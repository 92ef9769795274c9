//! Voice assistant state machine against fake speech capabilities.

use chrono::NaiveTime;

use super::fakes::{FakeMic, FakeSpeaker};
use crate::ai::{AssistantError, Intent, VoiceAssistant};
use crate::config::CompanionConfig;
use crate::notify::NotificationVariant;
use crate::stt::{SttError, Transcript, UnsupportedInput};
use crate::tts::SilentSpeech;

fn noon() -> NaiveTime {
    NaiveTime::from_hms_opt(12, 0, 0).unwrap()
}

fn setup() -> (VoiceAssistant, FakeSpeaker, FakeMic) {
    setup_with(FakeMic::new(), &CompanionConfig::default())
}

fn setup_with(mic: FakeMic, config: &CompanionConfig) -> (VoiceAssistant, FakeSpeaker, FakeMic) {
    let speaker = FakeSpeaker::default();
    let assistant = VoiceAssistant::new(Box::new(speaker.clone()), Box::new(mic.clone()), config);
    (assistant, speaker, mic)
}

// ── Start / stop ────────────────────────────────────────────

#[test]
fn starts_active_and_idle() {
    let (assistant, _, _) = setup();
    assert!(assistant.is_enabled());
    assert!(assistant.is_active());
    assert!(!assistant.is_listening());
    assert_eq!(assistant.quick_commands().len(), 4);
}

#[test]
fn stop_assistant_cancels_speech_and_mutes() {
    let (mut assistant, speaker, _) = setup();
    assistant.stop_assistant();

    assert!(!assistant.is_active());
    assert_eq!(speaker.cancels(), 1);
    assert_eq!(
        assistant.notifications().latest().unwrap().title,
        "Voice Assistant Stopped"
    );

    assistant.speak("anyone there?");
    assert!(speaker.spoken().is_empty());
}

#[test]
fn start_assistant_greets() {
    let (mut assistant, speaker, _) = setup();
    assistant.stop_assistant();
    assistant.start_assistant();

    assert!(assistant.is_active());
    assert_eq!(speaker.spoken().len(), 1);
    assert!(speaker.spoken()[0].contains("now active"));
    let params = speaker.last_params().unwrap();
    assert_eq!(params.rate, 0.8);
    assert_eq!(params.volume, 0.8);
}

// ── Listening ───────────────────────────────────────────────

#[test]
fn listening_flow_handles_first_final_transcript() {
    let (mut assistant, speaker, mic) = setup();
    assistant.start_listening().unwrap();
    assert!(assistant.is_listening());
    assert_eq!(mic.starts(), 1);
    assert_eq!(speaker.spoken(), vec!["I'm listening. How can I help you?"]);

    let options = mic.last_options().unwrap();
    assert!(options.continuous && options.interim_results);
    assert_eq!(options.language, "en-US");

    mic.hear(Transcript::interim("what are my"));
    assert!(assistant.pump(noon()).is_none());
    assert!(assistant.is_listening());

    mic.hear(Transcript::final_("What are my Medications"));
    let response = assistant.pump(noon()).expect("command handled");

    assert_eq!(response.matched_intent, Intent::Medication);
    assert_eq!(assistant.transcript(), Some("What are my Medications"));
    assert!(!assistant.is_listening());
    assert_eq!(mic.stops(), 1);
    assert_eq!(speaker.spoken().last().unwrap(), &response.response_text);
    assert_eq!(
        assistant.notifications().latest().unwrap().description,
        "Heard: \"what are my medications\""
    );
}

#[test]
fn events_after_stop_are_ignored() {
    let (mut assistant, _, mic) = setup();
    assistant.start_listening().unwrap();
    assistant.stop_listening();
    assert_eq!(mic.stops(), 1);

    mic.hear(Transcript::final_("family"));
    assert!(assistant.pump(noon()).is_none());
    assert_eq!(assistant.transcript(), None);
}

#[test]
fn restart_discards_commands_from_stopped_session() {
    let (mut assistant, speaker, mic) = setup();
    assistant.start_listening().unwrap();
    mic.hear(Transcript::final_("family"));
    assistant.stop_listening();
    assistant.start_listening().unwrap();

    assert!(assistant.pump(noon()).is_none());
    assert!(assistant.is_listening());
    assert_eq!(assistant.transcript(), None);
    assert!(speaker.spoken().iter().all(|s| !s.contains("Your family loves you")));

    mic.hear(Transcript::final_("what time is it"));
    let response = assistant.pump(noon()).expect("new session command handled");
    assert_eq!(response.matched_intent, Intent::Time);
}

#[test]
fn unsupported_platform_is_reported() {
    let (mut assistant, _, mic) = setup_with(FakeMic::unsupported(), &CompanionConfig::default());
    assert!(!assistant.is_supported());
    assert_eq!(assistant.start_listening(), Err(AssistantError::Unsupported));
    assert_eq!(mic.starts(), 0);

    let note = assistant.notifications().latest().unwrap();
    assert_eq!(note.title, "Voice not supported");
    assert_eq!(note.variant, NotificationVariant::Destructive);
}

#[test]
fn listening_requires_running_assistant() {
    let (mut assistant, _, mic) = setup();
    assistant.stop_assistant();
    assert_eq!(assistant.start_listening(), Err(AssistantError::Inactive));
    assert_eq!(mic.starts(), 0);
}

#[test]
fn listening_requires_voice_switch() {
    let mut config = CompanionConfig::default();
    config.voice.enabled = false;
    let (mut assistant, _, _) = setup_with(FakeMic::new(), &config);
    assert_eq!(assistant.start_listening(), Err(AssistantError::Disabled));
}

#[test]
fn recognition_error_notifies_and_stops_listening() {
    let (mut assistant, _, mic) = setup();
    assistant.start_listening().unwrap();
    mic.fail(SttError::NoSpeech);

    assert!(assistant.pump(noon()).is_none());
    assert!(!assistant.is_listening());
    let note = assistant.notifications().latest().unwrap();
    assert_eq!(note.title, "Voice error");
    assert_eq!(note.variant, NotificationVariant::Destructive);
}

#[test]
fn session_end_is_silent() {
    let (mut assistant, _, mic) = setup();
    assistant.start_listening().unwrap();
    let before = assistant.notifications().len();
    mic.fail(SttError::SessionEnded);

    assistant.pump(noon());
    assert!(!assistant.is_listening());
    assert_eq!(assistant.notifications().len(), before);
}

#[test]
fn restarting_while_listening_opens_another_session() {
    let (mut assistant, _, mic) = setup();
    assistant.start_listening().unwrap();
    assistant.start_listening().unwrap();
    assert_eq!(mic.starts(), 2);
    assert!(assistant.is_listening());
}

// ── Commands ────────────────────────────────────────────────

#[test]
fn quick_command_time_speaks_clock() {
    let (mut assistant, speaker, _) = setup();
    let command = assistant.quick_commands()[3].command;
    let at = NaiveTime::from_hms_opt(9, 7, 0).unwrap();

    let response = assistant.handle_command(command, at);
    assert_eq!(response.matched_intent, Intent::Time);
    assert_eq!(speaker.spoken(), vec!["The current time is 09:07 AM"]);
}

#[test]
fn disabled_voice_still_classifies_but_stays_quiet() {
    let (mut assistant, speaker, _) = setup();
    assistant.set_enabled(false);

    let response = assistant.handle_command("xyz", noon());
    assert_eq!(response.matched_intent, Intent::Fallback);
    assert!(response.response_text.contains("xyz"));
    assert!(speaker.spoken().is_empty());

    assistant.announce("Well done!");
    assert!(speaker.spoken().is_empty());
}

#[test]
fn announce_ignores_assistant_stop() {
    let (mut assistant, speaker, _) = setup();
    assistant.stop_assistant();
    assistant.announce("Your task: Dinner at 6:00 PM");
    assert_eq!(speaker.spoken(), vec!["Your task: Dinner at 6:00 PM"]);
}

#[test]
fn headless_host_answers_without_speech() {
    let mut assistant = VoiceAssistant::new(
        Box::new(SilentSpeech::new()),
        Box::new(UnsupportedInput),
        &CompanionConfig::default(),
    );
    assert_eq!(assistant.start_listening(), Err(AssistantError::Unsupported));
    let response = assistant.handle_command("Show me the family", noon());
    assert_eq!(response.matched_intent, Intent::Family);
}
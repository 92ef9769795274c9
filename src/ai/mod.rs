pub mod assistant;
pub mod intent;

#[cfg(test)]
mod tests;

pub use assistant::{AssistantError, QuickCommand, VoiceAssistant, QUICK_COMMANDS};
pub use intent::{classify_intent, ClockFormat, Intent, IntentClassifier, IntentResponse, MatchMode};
---
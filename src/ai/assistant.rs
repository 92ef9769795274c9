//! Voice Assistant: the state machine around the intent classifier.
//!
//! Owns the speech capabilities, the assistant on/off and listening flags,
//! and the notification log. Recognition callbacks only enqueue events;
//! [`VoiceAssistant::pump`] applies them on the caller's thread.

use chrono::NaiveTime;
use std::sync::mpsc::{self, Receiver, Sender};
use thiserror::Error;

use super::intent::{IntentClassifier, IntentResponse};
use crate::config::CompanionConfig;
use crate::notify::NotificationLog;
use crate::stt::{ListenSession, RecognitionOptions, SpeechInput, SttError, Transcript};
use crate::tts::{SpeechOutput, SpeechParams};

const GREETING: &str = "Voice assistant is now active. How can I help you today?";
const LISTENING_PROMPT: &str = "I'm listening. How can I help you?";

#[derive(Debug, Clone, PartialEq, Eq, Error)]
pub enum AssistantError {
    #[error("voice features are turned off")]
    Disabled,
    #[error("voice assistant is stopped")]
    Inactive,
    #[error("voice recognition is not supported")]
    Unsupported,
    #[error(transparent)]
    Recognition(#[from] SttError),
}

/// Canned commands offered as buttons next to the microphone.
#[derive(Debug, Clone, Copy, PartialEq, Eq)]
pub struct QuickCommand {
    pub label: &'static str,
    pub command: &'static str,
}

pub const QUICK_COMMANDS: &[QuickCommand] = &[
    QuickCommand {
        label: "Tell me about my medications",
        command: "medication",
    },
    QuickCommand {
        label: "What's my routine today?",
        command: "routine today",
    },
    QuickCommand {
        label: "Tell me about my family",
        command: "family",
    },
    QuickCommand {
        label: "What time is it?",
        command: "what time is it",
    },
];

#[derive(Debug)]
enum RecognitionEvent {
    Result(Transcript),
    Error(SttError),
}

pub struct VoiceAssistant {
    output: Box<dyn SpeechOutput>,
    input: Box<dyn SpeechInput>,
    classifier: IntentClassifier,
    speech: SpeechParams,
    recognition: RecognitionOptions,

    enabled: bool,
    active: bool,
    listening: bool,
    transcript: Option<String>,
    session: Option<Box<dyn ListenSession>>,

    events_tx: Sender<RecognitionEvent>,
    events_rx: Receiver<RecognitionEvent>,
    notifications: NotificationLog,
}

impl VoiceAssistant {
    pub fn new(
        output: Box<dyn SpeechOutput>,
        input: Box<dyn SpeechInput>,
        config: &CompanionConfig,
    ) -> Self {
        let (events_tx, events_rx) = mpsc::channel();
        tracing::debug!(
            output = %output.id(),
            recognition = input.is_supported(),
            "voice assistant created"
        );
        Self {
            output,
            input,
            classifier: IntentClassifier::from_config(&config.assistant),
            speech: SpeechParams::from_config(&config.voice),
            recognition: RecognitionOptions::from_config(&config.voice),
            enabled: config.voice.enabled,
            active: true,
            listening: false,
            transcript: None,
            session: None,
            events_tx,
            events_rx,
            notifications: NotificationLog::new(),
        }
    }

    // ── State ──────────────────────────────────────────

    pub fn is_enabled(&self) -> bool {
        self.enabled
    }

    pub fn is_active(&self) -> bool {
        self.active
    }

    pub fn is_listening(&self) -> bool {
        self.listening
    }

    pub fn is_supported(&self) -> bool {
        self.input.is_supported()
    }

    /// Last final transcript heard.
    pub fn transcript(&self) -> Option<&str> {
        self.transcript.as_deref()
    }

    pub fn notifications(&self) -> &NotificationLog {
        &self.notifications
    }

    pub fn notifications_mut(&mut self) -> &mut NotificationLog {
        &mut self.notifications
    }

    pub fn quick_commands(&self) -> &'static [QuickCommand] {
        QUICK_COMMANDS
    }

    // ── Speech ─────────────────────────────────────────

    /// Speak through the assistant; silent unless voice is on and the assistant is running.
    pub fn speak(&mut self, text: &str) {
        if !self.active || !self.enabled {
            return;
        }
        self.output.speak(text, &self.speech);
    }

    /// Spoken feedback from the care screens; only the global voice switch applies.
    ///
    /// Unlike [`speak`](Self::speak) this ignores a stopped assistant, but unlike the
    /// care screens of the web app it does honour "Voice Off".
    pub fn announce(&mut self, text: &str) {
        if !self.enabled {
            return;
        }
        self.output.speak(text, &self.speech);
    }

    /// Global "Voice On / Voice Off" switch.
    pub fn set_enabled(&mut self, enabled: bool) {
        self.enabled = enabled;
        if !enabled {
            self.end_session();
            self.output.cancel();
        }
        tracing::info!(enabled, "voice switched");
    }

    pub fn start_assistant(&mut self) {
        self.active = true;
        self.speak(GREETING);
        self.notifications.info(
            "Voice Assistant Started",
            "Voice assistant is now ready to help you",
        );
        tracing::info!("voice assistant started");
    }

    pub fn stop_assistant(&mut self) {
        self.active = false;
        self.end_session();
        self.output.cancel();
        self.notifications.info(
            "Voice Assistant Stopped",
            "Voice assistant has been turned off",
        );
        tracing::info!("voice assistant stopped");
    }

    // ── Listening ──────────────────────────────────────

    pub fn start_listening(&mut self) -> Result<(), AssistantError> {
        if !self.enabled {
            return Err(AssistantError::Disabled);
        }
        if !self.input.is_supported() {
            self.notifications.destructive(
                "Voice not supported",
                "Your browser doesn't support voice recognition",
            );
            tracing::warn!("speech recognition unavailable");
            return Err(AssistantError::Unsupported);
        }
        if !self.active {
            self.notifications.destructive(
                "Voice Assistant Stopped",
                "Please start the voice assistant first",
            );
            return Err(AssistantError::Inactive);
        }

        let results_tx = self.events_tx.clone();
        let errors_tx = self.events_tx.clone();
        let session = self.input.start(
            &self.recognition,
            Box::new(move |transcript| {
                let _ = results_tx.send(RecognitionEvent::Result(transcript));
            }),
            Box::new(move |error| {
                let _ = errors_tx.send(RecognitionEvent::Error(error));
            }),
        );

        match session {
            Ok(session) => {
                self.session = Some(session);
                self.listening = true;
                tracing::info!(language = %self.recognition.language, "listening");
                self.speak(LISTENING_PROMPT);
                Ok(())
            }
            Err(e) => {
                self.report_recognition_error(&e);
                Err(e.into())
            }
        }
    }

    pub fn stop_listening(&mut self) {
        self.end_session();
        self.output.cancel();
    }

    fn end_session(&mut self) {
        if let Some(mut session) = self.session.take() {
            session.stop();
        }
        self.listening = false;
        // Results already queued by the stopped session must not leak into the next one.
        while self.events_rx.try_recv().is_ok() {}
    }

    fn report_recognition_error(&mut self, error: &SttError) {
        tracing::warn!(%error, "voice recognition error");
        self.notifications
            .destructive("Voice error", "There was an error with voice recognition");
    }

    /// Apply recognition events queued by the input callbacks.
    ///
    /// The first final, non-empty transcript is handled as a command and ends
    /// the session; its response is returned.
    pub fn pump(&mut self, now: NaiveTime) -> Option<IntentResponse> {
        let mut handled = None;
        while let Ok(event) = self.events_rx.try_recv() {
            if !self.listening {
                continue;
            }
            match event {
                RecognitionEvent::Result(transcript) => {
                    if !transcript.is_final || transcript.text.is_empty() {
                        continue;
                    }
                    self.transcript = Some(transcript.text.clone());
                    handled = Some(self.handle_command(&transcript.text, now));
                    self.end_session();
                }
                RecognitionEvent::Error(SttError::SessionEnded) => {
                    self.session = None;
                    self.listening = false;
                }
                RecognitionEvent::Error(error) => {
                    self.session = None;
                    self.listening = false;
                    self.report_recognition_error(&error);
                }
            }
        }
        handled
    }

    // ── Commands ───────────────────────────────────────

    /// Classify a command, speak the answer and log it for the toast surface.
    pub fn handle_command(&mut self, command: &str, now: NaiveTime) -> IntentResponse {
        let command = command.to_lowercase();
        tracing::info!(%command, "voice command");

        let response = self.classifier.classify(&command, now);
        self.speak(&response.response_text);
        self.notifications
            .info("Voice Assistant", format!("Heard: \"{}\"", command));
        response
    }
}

* [What the task asks]: Scan the records above, then copy out each line that mentions "about".

* [Response to the exercise]:
        label: "Tell me about my medications",
        label: "Tell me about my family",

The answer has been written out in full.